---
title: R Markdown Tutorial
author: "Author: Your Name"
date: "Last update: `r format(Sys.time(), '%d %B, %Y')`"
output:
BiocStyle::html_document:
toc: true
toc_float:
collapsed: true
smooth_scroll: true
toc_depth: 3
fig_caption: yes
code_folding: show
number_sections: false
fontsize: 14pt
bibliography: bibtex.bib
type: docs
weight: 11
---
Source code downloads:
[ [.Rmd](https://raw.githubusercontent.com/tgirke/GEN242//main/content/en/tutorials/rmarkdown/rmarkdown.Rmd) ]
[ [.html](https://girke.bioinformatics.ucr.edu/GEN242/tutorials/rmarkdown/rmarkdown.html) ]
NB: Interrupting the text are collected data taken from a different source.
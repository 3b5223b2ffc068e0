// SPDX-FileCopyrightText: 2026 ArcheBase
//
// SPDX-License-Identifier: MulanPSL-2.0

//! Attribute value type system.
//!
//! Attributes carry physical metadata (units, frames, phase centres, WCS
//! headers, provenance). They form a closed recursive value space so that
//! both encoders and the equality check are total over it:
//!
//! scalar | string | array | ordered sequence of values | mapping of string to value

use std::collections::BTreeMap;

use super::array::ArrayData;
use super::error::{CodecError, Result};

/// Attribute mapping, keyed by name.
///
/// Keys are kept sorted so that both encoders emit deterministic output.
pub type Attributes = BTreeMap<String, AttrValue>;

/// A single attribute value.
#[derive(Debug, Clone)]
pub enum AttrValue {
    Bool(bool),
    Int(i64),
    Float(f64),
    String(String),
    /// Dense numeric or string array (e.g. a component flux)
    Array(ArrayData),
    /// Ordered, possibly heterogeneous sequence
    List(Vec<AttrValue>),
    /// Nested mapping
    Map(Attributes),
}

impl PartialEq for AttrValue {
    /// Deep equality; floats compare bit-for-bit except that NaN equals NaN.
    fn eq(&self, other: &Self) -> bool {
        match (self, other) {
            (AttrValue::Bool(a), AttrValue::Bool(b)) => a == b,
            (AttrValue::Int(a), AttrValue::Int(b)) => a == b,
            (AttrValue::Float(a), AttrValue::Float(b)) => a == b || (a.is_nan() && b.is_nan()),
            (AttrValue::String(a), AttrValue::String(b)) => a == b,
            (AttrValue::Array(a), AttrValue::Array(b)) => a.exact_eq(b),
            (AttrValue::List(a), AttrValue::List(b)) => a == b,
            (AttrValue::Map(a), AttrValue::Map(b)) => a == b,
            _ => false,
        }
    }
}

impl AttrValue {
    /// Get the type name of this value as a string.
    pub fn type_name(&self) -> &'static str {
        match self {
            AttrValue::Bool(_) => "bool",
            AttrValue::Int(_) => "int",
            AttrValue::Float(_) => "float",
            AttrValue::String(_) => "string",
            AttrValue::Array(_) => "array",
            AttrValue::List(_) => "list",
            AttrValue::Map(_) => "map",
        }
    }

    pub fn as_str(&self) -> Option<&str> {
        match self {
            AttrValue::String(s) => Some(s),
            _ => None,
        }
    }

    pub fn as_f64(&self) -> Option<f64> {
        match self {
            AttrValue::Float(v) => Some(*v),
            AttrValue::Int(v) => Some(*v as f64),
            _ => None,
        }
    }

    pub fn as_i64(&self) -> Option<i64> {
        match self {
            AttrValue::Int(v) => Some(*v),
            _ => None,
        }
    }

    pub fn as_bool(&self) -> Option<bool> {
        match self {
            AttrValue::Bool(v) => Some(*v),
            _ => None,
        }
    }

    pub fn as_map(&self) -> Option<&Attributes> {
        match self {
            AttrValue::Map(m) => Some(m),
            _ => None,
        }
    }

    pub fn as_list(&self) -> Option<&[AttrValue]> {
        match self {
            AttrValue::List(l) => Some(l),
            _ => None,
        }
    }

    pub fn as_array(&self) -> Option<&ArrayData> {
        match self {
            AttrValue::Array(a) => Some(a),
            _ => None,
        }
    }

    /// Follow a `/`-separated path through nested mappings.
    ///
    /// See [`lookup_path`] for the path rules.
    pub fn get_path(&self, path: &str) -> Option<&AttrValue> {
        lookup_path(self.as_map()?, path)
    }

    /// Convert to JSON for external collaborators.
    ///
    /// Arrays become `{"dtype", "shape", "data"}` objects with elements as
    /// JSON numbers/strings (complex as `[re, im]` pairs). This is a lossy,
    /// human-oriented view: floats that are not finite become `null`.
    pub fn to_json(&self) -> serde_json::Value {
        match self {
            AttrValue::Bool(b) => serde_json::Value::Bool(*b),
            AttrValue::Int(i) => serde_json::Value::from(*i),
            AttrValue::Float(f) => serde_json::Number::from_f64(*f)
                .map(serde_json::Value::Number)
                .unwrap_or(serde_json::Value::Null),
            AttrValue::String(s) => serde_json::Value::String(s.clone()),
            AttrValue::Array(a) => array_to_json(a),
            AttrValue::List(items) => {
                serde_json::Value::Array(items.iter().map(AttrValue::to_json).collect())
            }
            AttrValue::Map(map) => serde_json::Value::Object(
                map.iter()
                    .map(|(k, v)| (k.clone(), v.to_json()))
                    .collect(),
            ),
        }
    }

    /// Convert from JSON.
    ///
    /// Integers that fit `i64` become [`AttrValue::Int`], other numbers
    /// [`AttrValue::Float`]. `null` has no attribute representation.
    pub fn from_json(value: &serde_json::Value) -> Result<Self> {
        match value {
            serde_json::Value::Null => Err(CodecError::malformed(
                "json",
                "null has no attribute representation",
            )),
            serde_json::Value::Bool(b) => Ok(AttrValue::Bool(*b)),
            serde_json::Value::Number(n) => {
                if let Some(i) = n.as_i64() {
                    Ok(AttrValue::Int(i))
                } else if let Some(f) = n.as_f64() {
                    Ok(AttrValue::Float(f))
                } else {
                    Err(CodecError::malformed("json", format!("number {n} out of range")))
                }
            }
            serde_json::Value::String(s) => Ok(AttrValue::String(s.clone())),
            serde_json::Value::Array(items) => items
                .iter()
                .map(AttrValue::from_json)
                .collect::<Result<Vec<_>>>()
                .map(AttrValue::List),
            serde_json::Value::Object(obj) => {
                let mut map = Attributes::new();
                for (key, val) in obj {
                    map.insert(key.clone(), AttrValue::from_json(val)?);
                }
                Ok(AttrValue::Map(map))
            }
        }
    }
}

fn array_to_json(array: &ArrayData) -> serde_json::Value {
    let data: Vec<serde_json::Value> = match array {
        ArrayData::Bool(a) => a.iter().map(|&v| v.into()).collect(),
        ArrayData::String(a) => a.iter().map(|v| v.clone().into()).collect(),
        ArrayData::Complex64(a) => a
            .iter()
            .map(|c| serde_json::json!([c.re as f64, c.im as f64]))
            .collect(),
        ArrayData::Complex128(a) => a.iter().map(|c| serde_json::json!([c.re, c.im])).collect(),
        other => other
            .to_f64_vec()
            .unwrap_or_default()
            .into_iter()
            .map(|v| {
                serde_json::Number::from_f64(v)
                    .map(serde_json::Value::Number)
                    .unwrap_or(serde_json::Value::Null)
            })
            .collect(),
    };
    serde_json::json!({
        "dtype": array.dtype().as_str(),
        "shape": array.shape(),
        "data": data,
    })
}

impl From<bool> for AttrValue {
    fn from(v: bool) -> Self {
        AttrValue::Bool(v)
    }
}

impl From<i64> for AttrValue {
    fn from(v: i64) -> Self {
        AttrValue::Int(v)
    }
}

impl From<i32> for AttrValue {
    fn from(v: i32) -> Self {
        AttrValue::Int(v as i64)
    }
}

impl From<f64> for AttrValue {
    fn from(v: f64) -> Self {
        AttrValue::Float(v)
    }
}

impl From<&str> for AttrValue {
    fn from(v: &str) -> Self {
        AttrValue::String(v.to_string())
    }
}

impl From<String> for AttrValue {
    fn from(v: String) -> Self {
        AttrValue::String(v)
    }
}

impl From<ArrayData> for AttrValue {
    fn from(v: ArrayData) -> Self {
        AttrValue::Array(v)
    }
}

impl From<Vec<AttrValue>> for AttrValue {
    fn from(v: Vec<AttrValue>) -> Self {
        AttrValue::List(v)
    }
}

impl From<Attributes> for AttrValue {
    fn from(v: Attributes) -> Self {
        AttrValue::Map(v)
    }
}

/// Build an [`Attributes`] map from `key => value` pairs.
///
/// ```
/// use radiocodec::attrs;
///
/// let a = attrs! { "units" => "Hz", "nchan" => 4i64 };
/// assert_eq!(a.len(), 2);
/// ```
#[macro_export]
macro_rules! attrs {
    () => { $crate::core::value::Attributes::new() };
    ($($key:expr => $value:expr),+ $(,)?) => {{
        let mut map = $crate::core::value::Attributes::new();
        $( map.insert(($key).to_string(), $crate::core::value::AttrValue::from($value)); )+
        map
    }};
}

/// Resolve a `/`-separated path of keys against a mapping.
///
/// Empty segments are skipped, so `"a//b/"` is `"a/b"`. A path must name at
/// least one key: `""` and `"/"` resolve to nothing.
pub fn lookup_path<'a>(attrs: &'a Attributes, path: &str) -> Option<&'a AttrValue> {
    let mut segments = path.split('/').filter(|seg| !seg.is_empty());
    let first = attrs.get(segments.next()?)?;
    segments.try_fold(first, |node, seg| node.as_map()?.get(seg))
}

#[cfg(test)]
mod tests {
    use super::*;

    #[test]
    fn test_get_path() {
        let inner = crate::attrs! { "ra" => 180.0, "dec" => -35.0 };
        let root = AttrValue::Map(crate::attrs! { "phasecentre" => inner });
        assert_eq!(
            root.get_path("phasecentre/ra").and_then(AttrValue::as_f64),
            Some(180.0)
        );
        assert!(root.get_path("phasecentre/missing").is_none());
        assert!(root.get_path("phasecentre/ra/deeper").is_none());
        assert_eq!(
            root.get_path("/phasecentre//dec/").and_then(AttrValue::as_f64),
            Some(-35.0)
        );
        assert!(root.get_path("").is_none());
        assert!(root.get_path("/").is_none());
        assert!(AttrValue::Int(1).get_path("").is_none());
    }

    #[test]
    fn test_nan_equality() {
        assert_eq!(AttrValue::Float(f64::NAN), AttrValue::Float(f64::NAN));
        assert_ne!(AttrValue::Float(1.0), AttrValue::Int(1));
    }

    #[test]
    fn test_empty_map_is_not_absent() {
        let a = crate::attrs! { "meta" => Attributes::new() };
        assert_eq!(a.get("meta"), Some(&AttrValue::Map(Attributes::new())));
    }

    #[test]
    fn test_json_bridge() {
        let json = serde_json::json!({
            "name": "MID",
            "location": {"x": 5109237.7, "y": 2006795.6},
            "stations": [1, 2, 3],
            "fixed": true
        });
        let value = AttrValue::from_json(&json).unwrap();
        assert_eq!(value.get_path("name").and_then(AttrValue::as_str), Some("MID"));
        assert_eq!(
            value.get_path("stations").and_then(AttrValue::as_list).map(|l| l.len()),
            Some(3)
        );
        assert_eq!(value.to_json(), json);
        assert!(AttrValue::from_json(&serde_json::Value::Null).is_err());
    }

    #[test]
    fn test_array_to_json() {
        let value = AttrValue::Array(ArrayData::vector(vec![1.5f64, 2.5]));
        let json = value.to_json();
        assert_eq!(json["dtype"], "float64");
        assert_eq!(json["shape"], serde_json::json!([2]));
        assert_eq!(json["data"], serde_json::json!([1.5, 2.5]));
    }
}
[ [.R](https://raw.githubusercontent.com/tgirke/GEN242//main/content/en/tutorials/rmarkdown/rmarkdown.R) ]
## R Markdown Overview
R Markdown combines markdown (an easy to write plain text format) with embedded
R code chunks. When compiling R Markdown documents, the code components can be
evaluated so that both the code and its output can be included in the final
document. This makes analysis reports highly reproducible by allowing to automatically
regenerate them when the underlying R code or data changes. R Markdown
documents (`.Rmd` files) can be rendered to various formats including HTML and
PDF. The R code in an `.Rmd` document is processed by `knitr`, while the
resulting `.md` file is rendered by `pandoc` to the final output formats
(_e.g._ HTML or PDF). Historically, R Markdown is an extension of the older
`Sweave/Latex` environment. Rendering of mathematical expressions and reference
management is also supported by R Markdown using embedded Latex syntax and
Bibtex, respectively. A new and related publishing environemt is [Quarto](https://quarto.org/docs/tools/neovim.html) (not covered here).
## Quick Start
### Install R Markdown
To work with this tutorial, the `rmarkdown` package needs to be installed on a system.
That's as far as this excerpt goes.